The influence of COVID-19 seemed to vary by procedure type. Positive patients who underwent colonoscopy (OR, 0.21; P=0.01) or plastic and orthopedic surgery (OR, 0.27; P=0.01) had a lower risk for postoperative mortality than those who underwent “other” surgeries, whereas negative patients who underwent colonoscopy or plastic and orthopedic surgery had no significant difference in the likelihood of postoperative mortality from those who underwent “other” surgeries.
The timing of surgery was an important factor, according to Dr. Williams. Patients who had surgery 0 to 15 and 31 to 45 days after a positive COVID-19 diagnosis had a higher risk for mortality than those whose diagnosis was 46 to 180 before surgery (0-15 days:OR, 1.80; P=0.05 and 31-45 days: OR, 2.22; P=0.05).
“Forty-five days was more than what we bargained for,” Dr. Williams said. “We looked up to six months, just to make sure we didn’t miss anything. We thought there might be a waxing and waning … but clearly, that first month-and-a-half is really important.”
‘We Should Pay Attention’
Calling the study “provocative and interesting,” Aasma Shaukat, MD, MPH, the director of Outcomes Research in the Division of Gastroenterology and Hepatology at NYU Grossman School of Medicine, in New York City, told Gastroenterology & Endoscopy News that it’s “hard to know conclusively, but the study does signal that we should pay attention.”
She noted that “the study wasn’t able to determine what was associated with that positive test that led to an increased mortality risk, but it does give us some food for thought. For instance, maybe individuals that have a positive COVID test are also having some symptoms that they’re ignoring, or we’re ignoring, because you just want the surgery or the procedure done.”
For patients who test positive for COVID-19, “perhaps we should take a deeper history to see if there are any symptoms associated with that positive COVID test, and maybe even retest the [patients who] are positive closer to the procedure, to see if they’re still positive and, perhaps, think about postponing the procedure,” Dr. Shaukat said.
“I think it’s interesting to think about the mechanisms by which [patients with a] positive COVID test have [an increased] risk of death. Is it more vascular events or is it neurologic events that are occurring?

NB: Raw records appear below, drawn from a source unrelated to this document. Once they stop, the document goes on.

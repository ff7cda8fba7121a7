use std::process;

use clap::Parser;
use giv::Cli;

fn main() {
    // Initialize tracing subscriber with RUST_LOG environment variable support
    // Default to "warn" level if RUST_LOG is not set
    // Write to stderr so debug logs don't interfere with stdout output
    tracing_subscriber::fmt()
        .with_writer(std::io::stderr)
        .with_env_filter(
            tracing_subscriber::EnvFilter::try_from_default_env()
                .unwrap_or_else(|_| tracing_subscriber::EnvFilter::new("warn")),
        )
        .init();

    let cli = Cli::parse();

    if let Err(e) = cli.execute() {
        eprintln!("Error: {e}");

        // Print the full error chain if available
        let mut source = e.source();
        while let Some(err) = source {
            eprintln!("  Caused by: {err}");
            source = err.source();
        }

        process::exit(1);
    }
}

That would give us really good insights into what to look for going forward,” Dr. Shaukat noted. “Now, we don’t test for COVID anymore before procedures because it’s very common, and in a lot of cases very mild, so we go by the patient’s symptoms. But if we knew that there were certain things that we needed to screen for, then that would help our practice.”
Dr. Williams noted that the researchers “found that lower mortality finding in colonoscopy patients very interesting. Our clinical intuition is general anesthesia itself may contribute to the physiologic insult nidus needed to instigate more acute disease. In the colonoscopy setting, the vast majority of patients would be prescribed monitored anesthesia care, which avoids invasive ventilation and the same-degree physiologic ‘takeover’ needed to provide general anesthesia. This may explain the improved outcome compared to other patient categories.”
Dr. Shaukat also noted that “because colonoscopy is a very elective procedure, we are selecting out the healthiest of the healthiest individuals. So, individuals with a positive COVID test who are otherwise asymptomatic and in good health are probably generally in better health than the average person. Perhaps that could explain some of the difference.”
—Jenna Bassett, PhD
Dr. Shaukat reported financial relationships with Freenome, Iterative Health and Motus GI. Dr. Williams reported no relevant financial disclosures.
This article is from the July 2024 print issue.